** SOURCE DATA follows **

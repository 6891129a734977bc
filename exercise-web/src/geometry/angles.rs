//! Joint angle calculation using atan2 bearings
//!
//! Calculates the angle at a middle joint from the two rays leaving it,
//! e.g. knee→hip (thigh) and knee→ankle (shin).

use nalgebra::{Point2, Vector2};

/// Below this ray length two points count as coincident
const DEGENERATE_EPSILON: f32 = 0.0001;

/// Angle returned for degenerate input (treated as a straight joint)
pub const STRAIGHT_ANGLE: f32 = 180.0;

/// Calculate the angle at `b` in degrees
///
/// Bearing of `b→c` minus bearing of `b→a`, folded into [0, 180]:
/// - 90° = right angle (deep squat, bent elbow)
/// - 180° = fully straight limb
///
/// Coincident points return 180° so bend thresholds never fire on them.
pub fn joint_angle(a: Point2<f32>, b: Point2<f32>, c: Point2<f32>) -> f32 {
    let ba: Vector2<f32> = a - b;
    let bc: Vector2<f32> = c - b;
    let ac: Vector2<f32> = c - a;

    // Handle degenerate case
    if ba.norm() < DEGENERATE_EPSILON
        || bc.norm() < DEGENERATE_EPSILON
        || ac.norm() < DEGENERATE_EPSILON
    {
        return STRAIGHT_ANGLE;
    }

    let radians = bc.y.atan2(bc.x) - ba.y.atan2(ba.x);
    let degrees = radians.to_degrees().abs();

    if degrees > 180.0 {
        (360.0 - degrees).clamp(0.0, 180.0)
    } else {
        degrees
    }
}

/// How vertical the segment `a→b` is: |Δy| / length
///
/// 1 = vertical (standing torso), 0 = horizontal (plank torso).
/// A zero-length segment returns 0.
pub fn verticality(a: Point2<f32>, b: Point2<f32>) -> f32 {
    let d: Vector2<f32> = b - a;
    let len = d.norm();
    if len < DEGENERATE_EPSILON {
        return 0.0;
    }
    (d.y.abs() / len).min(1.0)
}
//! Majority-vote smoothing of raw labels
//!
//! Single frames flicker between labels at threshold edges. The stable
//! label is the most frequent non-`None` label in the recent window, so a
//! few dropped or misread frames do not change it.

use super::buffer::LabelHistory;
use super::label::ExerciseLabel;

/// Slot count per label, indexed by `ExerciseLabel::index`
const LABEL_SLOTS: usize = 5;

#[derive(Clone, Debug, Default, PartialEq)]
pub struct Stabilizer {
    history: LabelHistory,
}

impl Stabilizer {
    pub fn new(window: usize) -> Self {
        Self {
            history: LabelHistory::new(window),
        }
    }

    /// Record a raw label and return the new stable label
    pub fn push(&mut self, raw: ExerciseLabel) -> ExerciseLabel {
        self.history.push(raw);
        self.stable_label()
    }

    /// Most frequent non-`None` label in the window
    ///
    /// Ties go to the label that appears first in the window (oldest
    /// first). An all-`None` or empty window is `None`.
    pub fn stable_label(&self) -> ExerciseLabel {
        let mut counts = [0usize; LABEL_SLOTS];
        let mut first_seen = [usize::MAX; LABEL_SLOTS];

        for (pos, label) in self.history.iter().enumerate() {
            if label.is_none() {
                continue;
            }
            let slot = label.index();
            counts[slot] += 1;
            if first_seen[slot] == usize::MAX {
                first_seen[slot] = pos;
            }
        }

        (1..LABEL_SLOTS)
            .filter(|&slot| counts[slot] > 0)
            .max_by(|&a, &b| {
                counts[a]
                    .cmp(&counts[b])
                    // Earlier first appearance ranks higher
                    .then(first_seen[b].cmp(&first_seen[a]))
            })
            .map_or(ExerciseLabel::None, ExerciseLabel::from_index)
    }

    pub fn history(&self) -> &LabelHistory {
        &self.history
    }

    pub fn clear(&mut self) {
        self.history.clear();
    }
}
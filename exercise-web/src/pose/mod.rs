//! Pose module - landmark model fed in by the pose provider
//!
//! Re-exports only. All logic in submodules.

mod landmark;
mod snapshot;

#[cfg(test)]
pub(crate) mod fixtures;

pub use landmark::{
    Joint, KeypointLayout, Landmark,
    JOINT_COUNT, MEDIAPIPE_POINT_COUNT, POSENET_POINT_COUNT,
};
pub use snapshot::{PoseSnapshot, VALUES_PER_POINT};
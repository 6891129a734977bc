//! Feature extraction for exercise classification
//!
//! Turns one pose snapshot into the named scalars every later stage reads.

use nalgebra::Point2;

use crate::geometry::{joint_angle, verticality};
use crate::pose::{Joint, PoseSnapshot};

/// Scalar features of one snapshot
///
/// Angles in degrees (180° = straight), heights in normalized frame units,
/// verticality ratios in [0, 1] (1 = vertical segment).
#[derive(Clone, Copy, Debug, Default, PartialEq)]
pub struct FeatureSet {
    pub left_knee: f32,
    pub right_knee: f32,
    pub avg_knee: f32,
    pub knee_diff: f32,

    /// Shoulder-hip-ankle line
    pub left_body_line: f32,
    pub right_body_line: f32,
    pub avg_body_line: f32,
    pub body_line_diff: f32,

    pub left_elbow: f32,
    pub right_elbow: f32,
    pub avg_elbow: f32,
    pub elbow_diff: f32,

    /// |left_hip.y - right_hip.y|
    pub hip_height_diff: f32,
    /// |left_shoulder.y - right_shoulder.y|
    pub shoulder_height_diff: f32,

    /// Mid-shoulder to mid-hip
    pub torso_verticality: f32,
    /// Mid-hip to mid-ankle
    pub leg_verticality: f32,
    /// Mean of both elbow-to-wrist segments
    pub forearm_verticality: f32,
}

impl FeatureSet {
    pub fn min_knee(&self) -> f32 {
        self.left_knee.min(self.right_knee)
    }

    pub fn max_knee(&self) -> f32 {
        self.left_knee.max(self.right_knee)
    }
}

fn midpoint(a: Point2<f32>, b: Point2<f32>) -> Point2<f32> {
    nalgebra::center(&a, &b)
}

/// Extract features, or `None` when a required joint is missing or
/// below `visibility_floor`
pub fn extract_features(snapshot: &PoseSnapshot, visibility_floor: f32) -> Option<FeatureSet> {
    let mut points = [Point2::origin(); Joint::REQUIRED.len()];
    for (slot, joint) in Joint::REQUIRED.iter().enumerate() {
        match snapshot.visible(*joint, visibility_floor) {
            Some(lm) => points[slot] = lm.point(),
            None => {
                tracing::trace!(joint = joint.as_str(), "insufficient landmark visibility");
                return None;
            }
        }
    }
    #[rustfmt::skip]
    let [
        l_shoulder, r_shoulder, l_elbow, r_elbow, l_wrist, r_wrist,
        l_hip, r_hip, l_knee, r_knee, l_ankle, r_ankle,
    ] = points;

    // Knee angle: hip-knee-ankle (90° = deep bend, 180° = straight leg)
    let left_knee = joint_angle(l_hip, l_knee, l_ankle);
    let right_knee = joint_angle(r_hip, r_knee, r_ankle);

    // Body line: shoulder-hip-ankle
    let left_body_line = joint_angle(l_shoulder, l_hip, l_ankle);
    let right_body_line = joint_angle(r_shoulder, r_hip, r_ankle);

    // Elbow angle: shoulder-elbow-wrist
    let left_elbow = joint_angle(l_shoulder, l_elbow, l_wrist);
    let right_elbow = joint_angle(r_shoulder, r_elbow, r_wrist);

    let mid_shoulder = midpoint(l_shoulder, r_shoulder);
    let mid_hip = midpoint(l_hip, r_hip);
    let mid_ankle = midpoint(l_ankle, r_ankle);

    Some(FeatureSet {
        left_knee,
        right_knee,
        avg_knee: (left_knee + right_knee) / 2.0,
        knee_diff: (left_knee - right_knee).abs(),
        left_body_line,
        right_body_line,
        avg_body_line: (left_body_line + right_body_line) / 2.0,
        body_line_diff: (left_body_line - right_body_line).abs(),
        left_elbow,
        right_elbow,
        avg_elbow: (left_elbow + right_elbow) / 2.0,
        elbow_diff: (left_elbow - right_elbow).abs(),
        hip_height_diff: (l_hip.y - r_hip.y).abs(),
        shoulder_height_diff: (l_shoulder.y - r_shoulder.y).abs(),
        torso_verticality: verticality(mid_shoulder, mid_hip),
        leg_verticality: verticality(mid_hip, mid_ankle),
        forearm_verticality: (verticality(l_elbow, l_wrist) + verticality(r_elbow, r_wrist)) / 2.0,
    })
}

** End of SOURCE DATA **

# [WORK REQUEST]
Go through the entries and copy every line with "filename".

# [SOLUTION TO THIS PROBLEM]
filename exercise-web/src/geometry/angles.rs
filename exercise-web/src/pose/mod.rs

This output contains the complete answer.